Whilst using an electron microscope can reveal cellular details at the molecular level, routine work by Biomedical Scientists within a Cellular Pathology laboratory is carried out using a light microscope. As
such, understanding how a light microscope works, and how to use a light microscope correctly, is an essential part of a Biomedical Scientist’s training.
What are artefacts
it is important to avoid
uneven illumination, as this can result in ‘artefacts’ within the image, such as shadowing and glare, which can make the
interpretation of the image difficult, and could therefore lead to incorrect diagnose
steps to set up the light microscope with Köhler Illumination:
- Switch on the microscope bulb.
- Move the condenser until it is 2-3 mm below the stage.
- Place a stained histological specimen slide on the stage.
- Adjust the inter-pupillary distance (the distance between the eyepieces) until binocular vision is obtained; i.e. you should see a single image - not two overlapping images. Don’t rush this, it takes longer than you’d think to perfect
- Select the low-magnification (10X) objective lens, and use the focus wheel to create a sharp image.
- Using the brightness wheel on the side of the microscope, adjust the brightness to somewhere in the
middle of the min/max range. - At least one of the eyepieces will have a movable focusing ring around its diameter. There is a scale around this focusing ring. Use this scale to set the eyepiece focus to 0.
- Look at the image through the left eyepiece and rotate the eyepiece focus ring until the sharpest image is obtained.
- Look at the image through the right eyepiece and rotate the eyepiece focus ring until the sharpest image is obtained
What does a higher magnification mean?
Higher magnifications have smaller fields of view, meaning that if you move from a low- to a high magnification your field diaphragm will be illuminating excess specimen, producing glare… This indicates that the Field Diaphragm needs adjusting.
What does a different objective lens mean?
Different objective lenses have different numerical apertures; therefore, the light angle provided for one will not be appropriate for another, producing sub-optimal contrast and resolution… This indicates that the Condenser Diaphragm needs adjusting
Which stains are used?
Haematoxylin and eosin
What does Haematoxylin dye and what colour?
It stains cell nuclei blue/purple
What does Eosin dye and what colour?
stains most components of cytoplasm and connective tissues in shades of pink/red
Dewaxing
- Place your sections in the first container of XTF®. Ensure the sections are not touching each other. Leave the sections for ten minutes to dissolve the paraffin wax.

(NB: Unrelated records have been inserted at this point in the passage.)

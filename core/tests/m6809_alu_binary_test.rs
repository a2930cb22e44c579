mod common;

use common::TestSystem;
use wirewrap_core::cpu::registers::{CcFlag, RegisterName};

fn run_one(program: &[u8]) -> TestSystem {
    let sys = TestSystem::new();
    sys.load(0x1000, program);
    sys.reset_to(0x1000);
    sys
}

// ============================================================
// ADD / ADC
// ============================================================

#[test]
fn test_adda_immediate() {
    let sys = run_one(&[0x86, 0x10, 0x8B, 0x22]); // LDA #$10; ADDA #$22
    sys.run_instruction();
    assert_eq!(sys.run_instruction(), 2);
    let regs = sys.regs();
    assert_eq!(regs.a, 0x32);
    assert!(!regs.flag(CcFlag::C));
    assert!(!regs.flag(CcFlag::V));
}

#[test]
fn test_adda_carry_and_zero() {
    let sys = run_one(&[0x86, 0xFF, 0x8B, 0x01]);
    sys.run_instruction();
    sys.run_instruction();
    let regs = sys.regs();
    assert_eq!(regs.a, 0x00);
    assert!(regs.flag(CcFlag::C));
    assert!(regs.flag(CcFlag::Z));
    assert!(!regs.flag(CcFlag::N));
}

#[test]
fn test_adda_signed_overflow() {
    // 0x7F + 1 overflows into the sign bit.
    let sys = run_one(&[0x86, 0x7F, 0x8B, 0x01]);
    sys.run_instruction();
    sys.run_instruction();
    let regs = sys.regs();
    assert_eq!(regs.a, 0x80);
    assert!(regs.flag(CcFlag::V));
    assert!(regs.flag(CcFlag::N));
    assert!(!regs.flag(CcFlag::C));
}

#[test]
fn test_adda_half_carry() {
    let sys = run_one(&[0x86, 0x0F, 0x8B, 0x01]);
    sys.run_instruction();
    sys.run_instruction();
    assert!(sys.regs().flag(CcFlag::H));
}

#[test]
fn test_adca_adds_carry_in() {
    // Set C via ADDA overflow, then ADCB-style add on A.
    let sys = run_one(&[0x86, 0xFF, 0x8B, 0x01, 0x89, 0x10]);
    sys.run_instruction();
    sys.run_instruction(); // A=0, C=1
    sys.run_instruction(); // ADCA #$10 → 0x11
    assert_eq!(sys.regs().a, 0x11);
}

#[test]
fn test_addb_direct() {
    let sys = TestSystem::new();
    sys.load(0x0030, &[0x05]);
    sys.load(0x1000, &[0xC6, 0x03, 0xDB, 0x30]); // LDB #3; ADDB <$30
    sys.reset_to(0x1000);
    sys.run_instruction();
    assert_eq!(sys.run_instruction(), 4);
    assert_eq!(sys.regs().b, 0x08);
}

// ============================================================
// SUB / SBC / CMP
// ============================================================

#[test]
fn test_suba_immediate_borrow() {
    let sys = run_one(&[0x86, 0x10, 0x80, 0x20]); // 0x10 - 0x20
    sys.run_instruction();
    sys.run_instruction();
    let regs = sys.regs();
    assert_eq!(regs.a, 0xF0);
    assert!(regs.flag(CcFlag::C)); // borrow
    assert!(regs.flag(CcFlag::N));
}

#[test]
fn test_sbca_subtracts_borrow() {
    let sys = run_one(&[0x86, 0x10, 0x80, 0x20, 0x82, 0x00]); // SUBA sets C, SBCA #0
    sys.run_instruction();
    sys.run_instruction();
    sys.run_instruction();
    assert_eq!(sys.regs().a, 0xEF);
}

#[test]
fn test_cmpa_leaves_accumulator() {
    let sys = run_one(&[0x86, 0x42, 0x81, 0x42]);
    sys.run_instruction();
    assert_eq!(sys.run_instruction(), 2);
    let regs = sys.regs();
    assert_eq!(regs.a, 0x42);
    assert!(regs.flag(CcFlag::Z));
    assert!(!regs.flag(CcFlag::C));
}

#[test]
fn test_cmpb_unsigned_less() {
    let sys = run_one(&[0xC6, 0x10, 0xC1, 0x20]);
    sys.run_instruction();
    sys.run_instruction();
    assert!(sys.regs().flag(CcFlag::C));
    assert!(!sys.regs().flag(CcFlag::Z));
}

// ============================================================
// Logical operations
// ============================================================

#[test]
fn test_anda_immediate() {
    let sys = run_one(&[0x86, 0xF0, 0x84, 0x3C]);
    sys.run_instruction();
    sys.run_instruction();
    let regs = sys.regs();
    assert_eq!(regs.a, 0x30);
    assert!(!regs.flag(CcFlag::V));
}

#[test]
fn test_ora_immediate() {
    let sys = run_one(&[0x86, 0x0F, 0x8A, 0x80]);
    sys.run_instruction();
    sys.run_instruction();
    assert_eq!(sys.regs().a, 0x8F);
    assert!(sys.regs().flag(CcFlag::N));
}

#[test]
fn test_eorb_immediate() {
    let sys = run_one(&[0xC6, 0xFF, 0xC8, 0xFF]);
    sys.run_instruction();
    sys.run_instruction();
    assert_eq!(sys.regs().b, 0x00);
    assert!(sys.regs().flag(CcFlag::Z));
}

#[test]
fn test_bita_does_not_write() {
    let sys = run_one(&[0x86, 0xF0, 0x85, 0x0F]);
    sys.run_instruction();
    sys.run_instruction();
    let regs = sys.regs();
    assert_eq!(regs.a, 0xF0);
    assert!(regs.flag(CcFlag::Z));
}

// ============================================================
// Condition-code immediates
// ============================================================

#[test]
fn test_orcc_sets_bits() {
    let sys = run_one(&[0x1A, 0x50]); // ORCC #$50 → set F and I
    assert_eq!(sys.run_instruction(), 3);
    assert!(sys.regs().flag(CcFlag::F));
    assert!(sys.regs().flag(CcFlag::I));
}

#[test]
fn test_andcc_clears_bits() {
    let sys = run_one(&[0x1A, 0xFF, 0x1C, 0xAF]); // set all, then clear F and I
    sys.run_instruction();
    assert_eq!(sys.run_instruction(), 3);
    assert!(!sys.regs().flag(CcFlag::F));
    assert!(!sys.regs().flag(CcFlag::I));
    assert!(sys.regs().flag(CcFlag::E));
}

// ============================================================
// Indexed/extended operand paths
// ============================================================

#[test]
fn test_adda_extended() {
    let sys = TestSystem::new();
    sys.load(0x4000, &[0x21]);
    sys.load(0x1000, &[0x86, 0x01, 0xBB, 0x40, 0x00]);
    sys.reset_to(0x1000);
    sys.run_instruction();
    assert_eq!(sys.run_instruction(), 5);
    assert_eq!(sys.regs().a, 0x22);
}

#[test]
fn test_suba_indexed() {
    let sys = TestSystem::new();
    sys.load(0x2000, &[0x01]);
    sys.load(0x1000, &[0x86, 0x05, 0xA0, 0x84]); // SUBA ,X
    sys.reset_to(0x1000);
    sys.set_reg(RegisterName::X, 0x2000);
    sys.run_instruction();
    assert_eq!(sys.run_instruction(), 4); // 4 + 0
    assert_eq!(sys.regs().a, 0x04);
}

- Transfer to the second container of XTF for two minutes.
- Transfer to absolute alcohol for two minutes (this removes the XTF).
- Transfer to 70% alcohol for two minutes
- Wash gently in running tap water.
- The slides are now ready to stain.
- Leave slides submerged in water until you are ready to perform your stains
Materials
- XTF
- Absolute ethanol
- 70% (v/v) ethanol
- Mounting medium
- Coverslips
- Yellow micropipette tips.
- Harris’s haematoxylin (a potassium alum haematoxylin)

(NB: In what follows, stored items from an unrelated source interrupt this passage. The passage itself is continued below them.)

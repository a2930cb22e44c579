pub mod clock;
pub mod interrupter;
pub mod memory;
pub mod multiplexer;
pub mod pia6820;
pub mod screen;
pub mod stop;

pub use clock::{Clock, ClockConfig};
pub use interrupter::{Interrupter, InterrupterConfig, SignalKind};
pub use memory::{Memory, MemoryConfig, MemoryKind};
pub use multiplexer::{Multiplexer, MultiplexerConfig, MultiplexerEntry};
pub use pia6820::{Pia6820, Pia6820Config};
pub use screen::{Screen, ScreenConfig};
pub use stop::{Stop, StopConfig};

use crate::core::event::grouped;

/// Join a base event name with an optional device group. Devices behind a
/// multiplexer listen and answer under grouped names; standalone devices
/// use the bare base.
pub(crate) fn io_name(base: &str, group: Option<&str>) -> String {
    match group {
        Some(group) => grouped(base, group),
        None => base.to_string(),
    }
}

- 0.5% (v/v) acid-alcohol (0.5ml concentrated hydrochloric acid, 100ml ethanol)
- 1% (w/v) eosin in 0.05% (v/v) acetic acid (1 g eosin Y, 50µl glacial acetic acid, 100ml distilled
water) - Scott’s tap water substitute (2g potassium bicarbonate, 20g magnesium sulphate, 1000ml distilled
water)
Step one
Stain in Harris’ haematoxylin for ten minutes
Step two
Wash in tap water
Step three
Remove excess stain from cytoplasm by differentiating in 0.5% v/v acid alcohol for 10 – 15 seconds (the blue staining of haematoxylin is changed to red by the action of the acid)
Step four
Wash in tap water
Step five
Regain the blue colour by treating with Scott’s tap water substitute for 2 minutes
Step six
Wash in tap water
Step seven
Stain with 1% eosin for two minutes
Step eight
Rinse quickly in tap water
Step nine
Dehydrate by washing in three changes of absolute alcohol for one minute each. Be sure to remove all the water by washing both sides of the slides
Step ten
Clear in two changes of XTF for about 30 seconds each. Slides can now be left in XTF until you
are ready to mount them
Step eleven
Mount a coverslip onto the slide using synthetic mounting medium
Step twelve
Take the stained and cleared slide, and place it on the bench with the section facing upwards.